> [What you should do] Please report how many lines in the records below contain "four". Reply with the number alone.

> [Supplied records]
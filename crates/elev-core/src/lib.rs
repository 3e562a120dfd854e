//! Dashboard session for the school climate survey.
//!
//! [`Dashboard`] owns the loaded data, the current [`Selection`](elev_model::Selection)
//! and a memoized [`DashboardView`]. Loads and comparison fetches run as
//! detached requests guarded by generation tokens.

pub mod generation;
pub mod session;
pub mod versioned;
pub mod view;

pub use generation::{Generation, GenerationToken};
pub use session::{
    ComparisonOutcome, ComparisonRequest, Dashboard, LoadOutcome, LoadRequest, LoadState,
    LoadedData, SourceModes,
};
pub use versioned::Versioned;
pub use view::{DashboardView, Trends};
//! Dashboard session state machine.
//!
//! Loads and comparison fetches are split into a request, which runs
//! without borrowing the session, and an outcome that the session applies.
//! Applying checks the request's generation token, so a superseded or
//! torn-down request never reaches visible state.

use serde::Serialize;
use tracing::{Instrument, debug, error, info, info_span};

use elev_ingest::{DataSource, FetchedTables, IngestError, StatsApi};
use elev_model::{DataContext, DataSourceMode, Kjoenn, OrgNr, Selection, Sourced, Trinn, YearId};

use crate::generation::{Generation, GenerationToken};
use crate::versioned::Versioned;
use crate::view::DashboardView;

/// Lifecycle of the main load.
#[derive(Debug, Clone, PartialEq, Eq, Default, Serialize)]
pub enum LoadState {
    #[default]
    Loading,
    /// Unrecoverable; the only recovery is a full reload.
    Failed(String),
    Ready,
}

impl LoadState {
    pub fn is_ready(&self) -> bool {
        matches!(self, Self::Ready)
    }
}

/// Everything a successful load produced.
#[derive(Debug, Clone)]
pub struct LoadedData {
    pub years: Sourced<Vec<YearId>>,
    pub school: FetchedTables,
    pub national: FetchedTables,
}

/// Pending main load.
#[derive(Debug)]
#[must_use = "a load request does nothing until it is run"]
pub struct LoadRequest {
    token: GenerationToken,
}

impl LoadRequest {
    /// Resolves years, then fetches school and national tables concurrently.
    ///
    /// Stops early when superseded after year discovery.
    pub async fn run<A: StatsApi>(self, source: &DataSource<A>) -> LoadOutcome {
        let span = info_span!("load", generation = self.token.issued());
        async move {
            let years = match source.available_years().await {
                Ok(years) => years,
                Err(err) => return self.finish(Some(Err(err))),
            };
            if !self.token.is_current() {
                debug!("load superseded after year discovery");
                return self.finish(None);
            }

            let (school, national) = tokio::join!(
                source.fetch_all_data(&years.payload),
                source.fetch_all_national_data(&years.payload),
            );
            let result = school.map(|school| LoadedData {
                years,
                school,
                national,
            });
            self.finish(Some(result))
        }
        .instrument(span)
        .await
    }

    fn finish(self, result: Option<Result<LoadedData, IngestError>>) -> LoadOutcome {
        LoadOutcome {
            token: self.token,
            result,
        }
    }
}

/// Completed main load, not yet applied.
#[derive(Debug)]
pub struct LoadOutcome {
    token: GenerationToken,
    /// `None` when the request gave up because it was superseded.
    result: Option<Result<LoadedData, IngestError>>,
}

/// Pending comparison-school fetch.
#[derive(Debug)]
#[must_use = "a comparison request does nothing until it is run"]
pub struct ComparisonRequest {
    token: GenerationToken,
    org_nr: OrgNr,
    years: Vec<YearId>,
}

impl ComparisonRequest {
    pub fn org_nr(&self) -> &OrgNr {
        &self.org_nr
    }

    pub async fn run<A: StatsApi>(self, source: &DataSource<A>) -> ComparisonOutcome {
        let tables = source
            .fetch_all_school_data(&self.years, &self.org_nr)
            .await;
        ComparisonOutcome {
            token: self.token,
            org_nr: self.org_nr,
            tables,
        }
    }
}

/// Completed comparison fetch, not yet applied.
#[derive(Debug)]
pub struct ComparisonOutcome {
    token: GenerationToken,
    org_nr: OrgNr,
    tables: FetchedTables,
}

/// Where each context's data came from.
#[derive(Debug, Clone, Copy, Default, PartialEq, Eq, Serialize)]
pub struct SourceModes {
    pub years: DataSourceMode,
    pub school: DataSourceMode,
    pub national: DataSourceMode,
    pub comparison: Option<DataSourceMode>,
}

/// Session over one subject school.
#[derive(Debug, Default)]
pub struct Dashboard {
    state: LoadState,
    years: Vec<YearId>,
    context: DataContext,
    modes: SourceModes,
    comparison_org: Option<OrgNr>,
    selection: Selection,
    load_generation: Generation,
    comparison_generation: Generation,
    revision: u64,
    view: Option<Versioned<DashboardView>>,
}

impl Dashboard {
    pub fn new() -> Self {
        Self::default()
    }

    pub fn state(&self) -> &LoadState {
        &self.state
    }

    pub fn years(&self) -> &[YearId] {
        &self.years
    }

    pub fn selection(&self) -> &Selection {
        &self.selection
    }

    pub fn modes(&self) -> &SourceModes {
        &self.modes
    }

    pub fn context(&self) -> &DataContext {
        &self.context
    }

    pub fn comparison_org(&self) -> Option<&OrgNr> {
        self.comparison_org.as_ref()
    }

    /// Input revision; bumped whenever data or selection changes.
    pub fn revision(&self) -> u64 {
        self.revision
    }

    /// Starts a (re)load. Any in-flight load or comparison is superseded.
    pub fn begin_load(&mut self) -> LoadRequest {
        let token = self.load_generation.advance();
        self.comparison_generation.invalidate();
        self.comparison_org = None;
        self.context.comparison = None;
        self.modes.comparison = None;
        self.state = LoadState::Loading;
        self.touch();
        LoadRequest { token }
    }

    /// Applies a finished load. Returns `false` if it was stale.
    pub fn apply_load(&mut self, outcome: LoadOutcome) -> bool {
        if !outcome.token.is_current() {
            debug!(generation = outcome.token.issued(), "discarding stale load");
            return false;
        }
        let Some(result) = outcome.result else {
            return false;
        };

        match result {
            Ok(data) => {
                self.modes.years = data.years.mode;
                self.modes.school = data.school.mode();
                self.modes.national = data.national.mode();
                self.years = data.years.payload;
                self.context.school = data.school.tables;
                self.context.national = data.national.tables;
                self.selection.year = self.years.last().copied();
                self.state = LoadState::Ready;
                info!(
                    years = self.years.len(),
                    school_rows = self.context.school.total_rows(),
                    national_rows = self.context.national.total_rows(),
                    mode = %self.modes.school,
                    "dashboard loaded"
                );
            }
            Err(err) => {
                error!(error = %err, "dashboard load failed");
                self.state = LoadState::Failed(format!("{} ({err})", err.user_message()));
            }
        }
        self.touch();
        true
    }

    /// Starts fetching a comparison school, superseding any earlier one.
    ///
    /// The previous school's tables are dropped at once, so the view never
    /// shows them under the new organization number.
    pub fn select_comparison(&mut self, org_nr: OrgNr) -> ComparisonRequest {
        let token = self.comparison_generation.advance();
        self.comparison_org = Some(org_nr.clone());
        self.context.comparison = None;
        self.modes.comparison = None;
        self.touch();
        ComparisonRequest {
            token,
            org_nr,
            years: self.years.clone(),
        }
    }

    /// Applies a finished comparison fetch. Returns `false` if it was stale.
    pub fn apply_comparison(&mut self, outcome: ComparisonOutcome) -> bool {
        if !outcome.token.is_current() {
            debug!(org_nr = %outcome.org_nr, "discarding stale comparison");
            return false;
        }
        info!(
            org_nr = %outcome.org_nr,
            rows = outcome.tables.tables.total_rows(),
            mode = %outcome.tables.mode(),
            "comparison applied"
        );
        self.modes.comparison = Some(outcome.tables.mode());
        self.context.comparison = Some(outcome.tables.tables);
        self.comparison_org = Some(outcome.org_nr);
        self.touch();
        true
    }

    pub fn clear_comparison(&mut self) {
        self.comparison_generation.invalidate();
        self.comparison_org = None;
        self.context.comparison = None;
        self.modes.comparison = None;
        self.touch();
    }

    /// Teardown: every in-flight result is ignored from now on.
    pub fn close(&mut self) {
        self.load_generation.invalidate();
        self.comparison_generation.invalidate();
    }

    pub fn set_year(&mut self, year: Option<YearId>) {
        self.update_selection(self.selection.with_year(year));
    }

    pub fn set_trinn(&mut self, trinn: Trinn) {
        self.update_selection(self.selection.with_trinn(trinn));
    }

    pub fn set_kjoenn(&mut self, kjoenn: Kjoenn) {
        self.update_selection(self.selection.with_kjoenn(kjoenn));
    }

    /// Derived view for the current inputs, recomputed only after a change.
    pub fn view(&mut self) -> &DashboardView {
        let revision = self.revision;
        if self
            .view
            .as_ref()
            .is_some_and(|cached| cached.is_stale(revision))
        {
            self.view = None;
        }

        let (context, years, selection) = (&self.context, &self.years, &self.selection);
        &self
            .view
            .get_or_insert_with(|| {
                debug!(revision, "recomputing dashboard view");
                Versioned::new(DashboardView::compute(context, years, selection), revision)
            })
            .data
    }

    fn update_selection(&mut self, selection: Selection) {
        if selection != self.selection {
            self.selection = selection;
            self.touch();
        }
    }

    fn touch(&mut self) {
        self.revision += 1;
    }
}
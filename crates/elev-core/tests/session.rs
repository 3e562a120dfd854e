//! Load lifecycle and stale-result handling of the dashboard session.

use std::fs;

use elev_core::{Dashboard, LoadState};
use elev_ingest::{DataSource, FetchError, Scope, SourceConfig, StatsApi, TableQuery};
use elev_model::{DataSourceMode, OrgNr, TableKind, Trinn, YearId};
use serde_json::{Value, json};
use tempfile::TempDir;

const SCHOOL: &str = "988602671";

/// Serves one indicator row per request, scored by scope.
#[derive(Debug, Default)]
struct FixtureApi {
    offline: bool,
}

fn score_for(scope: &Scope) -> &'static str {
    match scope {
        Scope::National => "4,0",
        Scope::Organization(org) if org.as_str() == SCHOOL => "4,2",
        Scope::Organization(org) if org.as_str() == "974557746" => "3,0",
        Scope::Organization(_) => "3,5",
    }
}

impl StatsApi for FixtureApi {
    async fn year_status(&self) -> Result<Value, FetchError> {
        if self.offline {
            return Err(FetchError::Network("offline".to_string()));
        }
        Ok(json!({"TidID": [20232024, 20222023]}))
    }

    async fn table_data(&self, table: TableKind, query: &TableQuery) -> Result<Value, FetchError> {
        if self.offline {
            return Err(FetchError::Network("offline".to_string()));
        }
        if table != TableKind::Indikatorer {
            return Ok(json!({"data": []}));
        }
        Ok(json!({
            "data": [{
                "Skoleaarnavn": "2023-24",
                "Kjoenn": "Alle kjønn",
                "Spoersmaalnavn": "Alle spørsmål",
                "Spoersmaalgruppe": "Trivsel",
                "Score": score_for(&query.scope)
            }]
        }))
    }
}

fn source(api: FixtureApi, dir: &TempDir) -> DataSource<FixtureApi> {
    let config = SourceConfig::default()
        .with_org_nr(SCHOOL)
        .with_fallback_dir(dir.path());
    DataSource::new(api, &config).unwrap()
}

async fn loaded(source: &DataSource<FixtureApi>) -> Dashboard {
    let mut dashboard = Dashboard::new();
    let request = dashboard.begin_load();
    let outcome = request.run(source).await;
    assert!(dashboard.apply_load(outcome));
    dashboard
}

#[tokio::test]
async fn load_selects_latest_year() {
    let temp = TempDir::new().unwrap();
    let source = source(FixtureApi::default(), &temp);
    let mut dashboard = loaded(&source).await;

    assert_eq!(dashboard.state(), &LoadState::Ready);
    assert_eq!(
        dashboard.years(),
        &[YearId::new(20222023), YearId::new(20232024)]
    );
    assert_eq!(dashboard.selection().year, Some(YearId::new(20232024)));
    assert_eq!(dashboard.modes().school, DataSourceMode::Live);

    let trivsel = dashboard.view().summary.indicator("Trivsel");
    assert_eq!(trivsel.school, Some(4.2));
    assert_eq!(trivsel.national, Some(4.0));
    assert_eq!(trivsel.comparison, None);
}

#[tokio::test]
async fn latest_comparison_wins() {
    let temp = TempDir::new().unwrap();
    let source = source(FixtureApi::default(), &temp);
    let mut dashboard = loaded(&source).await;

    let first = dashboard.select_comparison(OrgNr::new("974557746").unwrap());
    let second = dashboard.select_comparison(OrgNr::new("911111111").unwrap());

    let second_outcome = second.run(&source).await;
    let first_outcome = first.run(&source).await;

    assert!(dashboard.apply_comparison(second_outcome));
    // The first request completes last but was superseded.
    assert!(!dashboard.apply_comparison(first_outcome));

    assert_eq!(
        dashboard.comparison_org().map(OrgNr::as_str),
        Some("911111111")
    );
    let trivsel = dashboard.view().summary.indicator("Trivsel");
    assert_eq!(trivsel.comparison, Some(3.5));
}

#[tokio::test]
async fn pending_comparison_hides_previous_school() {
    let temp = TempDir::new().unwrap();
    let source = source(FixtureApi::default(), &temp);
    let mut dashboard = loaded(&source).await;

    let first = dashboard.select_comparison(OrgNr::new("974557746").unwrap());
    let outcome = first.run(&source).await;
    assert!(dashboard.apply_comparison(outcome));
    assert_eq!(
        dashboard.view().summary.indicator("Trivsel").comparison,
        Some(3.0)
    );

    let second = dashboard.select_comparison(OrgNr::new("911111111").unwrap());

    assert_eq!(
        dashboard.comparison_org().map(OrgNr::as_str),
        Some("911111111")
    );
    assert!(dashboard.context().comparison.is_none());
    assert_eq!(dashboard.modes().comparison, None);
    assert!(dashboard.view().comparison.is_none());
    assert_eq!(
        dashboard.view().summary.indicator("Trivsel").comparison,
        None
    );

    let outcome = second.run(&source).await;
    assert!(dashboard.apply_comparison(outcome));
    assert_eq!(
        dashboard.view().summary.indicator("Trivsel").comparison,
        Some(3.5)
    );
}

#[tokio::test]
async fn cleared_comparison_ignores_late_result() {
    let temp = TempDir::new().unwrap();
    let source = source(FixtureApi::default(), &temp);
    let mut dashboard = loaded(&source).await;

    let request = dashboard.select_comparison(OrgNr::new("974557746").unwrap());
    dashboard.clear_comparison();
    let outcome = request.run(&source).await;

    assert!(!dashboard.apply_comparison(outcome));
    assert!(dashboard.context().comparison.is_none());
    assert_eq!(dashboard.modes().comparison, None);
}

#[tokio::test]
async fn closed_session_discards_load() {
    let temp = TempDir::new().unwrap();
    let source = source(FixtureApi::default(), &temp);
    let mut dashboard = Dashboard::new();

    let request = dashboard.begin_load();
    dashboard.close();
    let outcome = request.run(&source).await;

    assert!(!dashboard.apply_load(outcome));
    assert_eq!(dashboard.state(), &LoadState::Loading);
    assert!(dashboard.years().is_empty());
}

#[tokio::test]
async fn reload_supersedes_earlier_load() {
    let temp = TempDir::new().unwrap();
    let source = source(FixtureApi::default(), &temp);
    let mut dashboard = Dashboard::new();

    let first = dashboard.begin_load();
    let second = dashboard.begin_load();

    let first_outcome = first.run(&source).await;
    let second_outcome = second.run(&source).await;

    assert!(!dashboard.apply_load(first_outcome));
    assert!(dashboard.apply_load(second_outcome));
    assert!(dashboard.state().is_ready());
}

#[tokio::test]
async fn missing_snapshots_fail_the_load() {
    let temp = TempDir::new().unwrap();
    let source = source(FixtureApi { offline: true }, &temp);
    let mut dashboard = Dashboard::new();

    let outcome = dashboard.begin_load().run(&source).await;
    assert!(dashboard.apply_load(outcome));

    match dashboard.state() {
        LoadState::Failed(message) => assert!(message.contains("years.json")),
        other => panic!("unexpected state: {other:?}"),
    }
}

#[tokio::test]
async fn snapshots_carry_an_offline_load() {
    let temp = TempDir::new().unwrap();
    fs::write(temp.path().join("years.json"), r#"{"TidID": [20232024]}"#).unwrap();
    for kind in TableKind::ALL {
        fs::write(temp.path().join(kind.snapshot_file_name()), "[]").unwrap();
    }
    let source = source(FixtureApi { offline: true }, &temp);
    let dashboard = loaded(&source).await;

    assert_eq!(dashboard.state(), &LoadState::Ready);
    assert_eq!(dashboard.modes().years, DataSourceMode::Fallback);
    assert_eq!(dashboard.modes().school, DataSourceMode::Fallback);
    assert_eq!(dashboard.modes().national, DataSourceMode::Unavailable);
}

#[tokio::test]
async fn selection_changes_refilter_the_view() {
    let temp = TempDir::new().unwrap();
    let source = source(FixtureApi::default(), &temp);
    let mut dashboard = loaded(&source).await;

    assert_eq!(dashboard.view().school.indikatorer.len(), 1);

    dashboard.set_year(Some(YearId::new(20222023)));
    assert!(dashboard.view().school.indikatorer.is_empty());
    assert_eq!(dashboard.view().trends.main_indicators.len(), 2);

    dashboard.set_year(Some(YearId::new(20232024)));
    dashboard.set_trinn(Trinn::Vg1);
    // Indicator rows without a grade are kept.
    assert_eq!(dashboard.view().school.indikatorer.len(), 1);
}
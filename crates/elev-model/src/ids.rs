use std::fmt;
use std::str::FromStr;

use serde::{Deserialize, Deserializer, Serialize};

use crate::ModelError;

/// Identifier of a school year span, e.g. `20232024`.
///
/// Ordering is numeric, which is also chronological for well-formed ids.
#[derive(Debug, Clone, Copy, PartialEq, Eq, PartialOrd, Ord, Hash, Serialize)]
#[serde(transparent)]
pub struct YearId(u32);

impl YearId {
    pub const fn new(value: u32) -> Self {
        Self(value)
    }

    pub const fn get(self) -> u32 {
        self.0
    }

    /// Display label such as `"2023-24"`.
    ///
    /// The first four digits are taken as the start year. Ids shorter than
    /// four digits are not rejected; the whole number is then used as the
    /// start year, so callers should only pass eight-digit ids.
    pub fn label(self) -> String {
        let digits = self.0.to_string();
        let head = digits.get(..4).unwrap_or(&digits);
        let start: u32 = head.parse().unwrap_or_default();
        format!("{start}-{:02}", (start + 1) % 100)
    }
}

impl fmt::Display for YearId {
    fn fmt(&self, f: &mut fmt::Formatter<'_>) -> fmt::Result {
        write!(f, "{}", self.0)
    }
}

impl FromStr for YearId {
    type Err = ModelError;

    fn from_str(s: &str) -> Result<Self, Self::Err> {
        s.trim()
            .parse::<u32>()
            .map(Self)
            .map_err(|_| ModelError::InvalidYearId(s.to_string()))
    }
}

impl<'de> Deserialize<'de> for YearId {
    fn deserialize<D: Deserializer<'de>>(deserializer: D) -> Result<Self, D::Error> {
        #[derive(Deserialize)]
        #[serde(untagged)]
        enum Raw {
            Number(u32),
            Text(String),
        }
        match Raw::deserialize(deserializer)? {
            Raw::Number(value) => Ok(Self(value)),
            Raw::Text(text) => text.parse().map_err(serde::de::Error::custom),
        }
    }
}

/// Returns a new ascending copy of `ids`; the input is left untouched.
pub fn sort_year_ids(ids: &[YearId]) -> Vec<YearId> {
    let mut sorted = ids.to_vec();
    sorted.sort_unstable();
    sorted
}

/// Norwegian organization number of a school.
#[derive(
    Debug, Clone, PartialEq, Eq, PartialOrd, Ord, Hash, serde::Serialize, serde::Deserialize,
)]
#[serde(transparent)]
pub struct OrgNr(String);

impl OrgNr {
    pub fn new(value: impl Into<String>) -> Result<Self, ModelError> {
        let value = value.into();
        let trimmed = value.trim();
        if trimmed.is_empty() || !trimmed.chars().all(|c| c.is_ascii_digit()) {
            return Err(ModelError::InvalidOrgNr(value));
        }
        Ok(Self(trimmed.to_string()))
    }

    pub fn as_str(&self) -> &str {
        &self.0
    }
}

impl fmt::Display for OrgNr {
    fn fmt(&self, f: &mut fmt::Formatter<'_>) -> fmt::Result {
        f.write_str(&self.0)
    }
}

impl FromStr for OrgNr {
    type Err = ModelError;

    fn from_str(s: &str) -> Result<Self, Self::Err> {
        Self::new(s)
    }
}

#[cfg(test)]
mod tests {
    use super::*;

    #[test]
    fn labels_follow_start_year() {
        assert_eq!(YearId::new(20232024).label(), "2023-24");
        assert_eq!(YearId::new(20192020).label(), "2019-20");
        assert_eq!(YearId::new(19992000).label(), "1999-00");
    }

    #[test]
    fn sort_returns_copy() {
        let input = vec![
            YearId::new(20222023),
            YearId::new(20202021),
            YearId::new(20212022),
        ];
        let sorted = sort_year_ids(&input);
        assert_eq!(
            sorted,
            vec![
                YearId::new(20202021),
                YearId::new(20212022),
                YearId::new(20222023)
            ]
        );
        assert_eq!(input[0], YearId::new(20222023));
    }

    #[test]
    fn year_id_accepts_numbers_and_strings() {
        let ids: Vec<YearId> = serde_json::from_str(r#"[20222023, "20232024"]"#).unwrap();
        assert_eq!(ids, vec![YearId::new(20222023), YearId::new(20232024)]);
    }

    #[test]
    fn org_nr_rejects_non_digits() {
        assert!(OrgNr::new("988602671").is_ok());
        assert_eq!(
            OrgNr::new("98A"),
            Err(ModelError::InvalidOrgNr("98A".to_string()))
        );
        assert!(OrgNr::new("  ").is_err());
    }
}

> [Task result] 2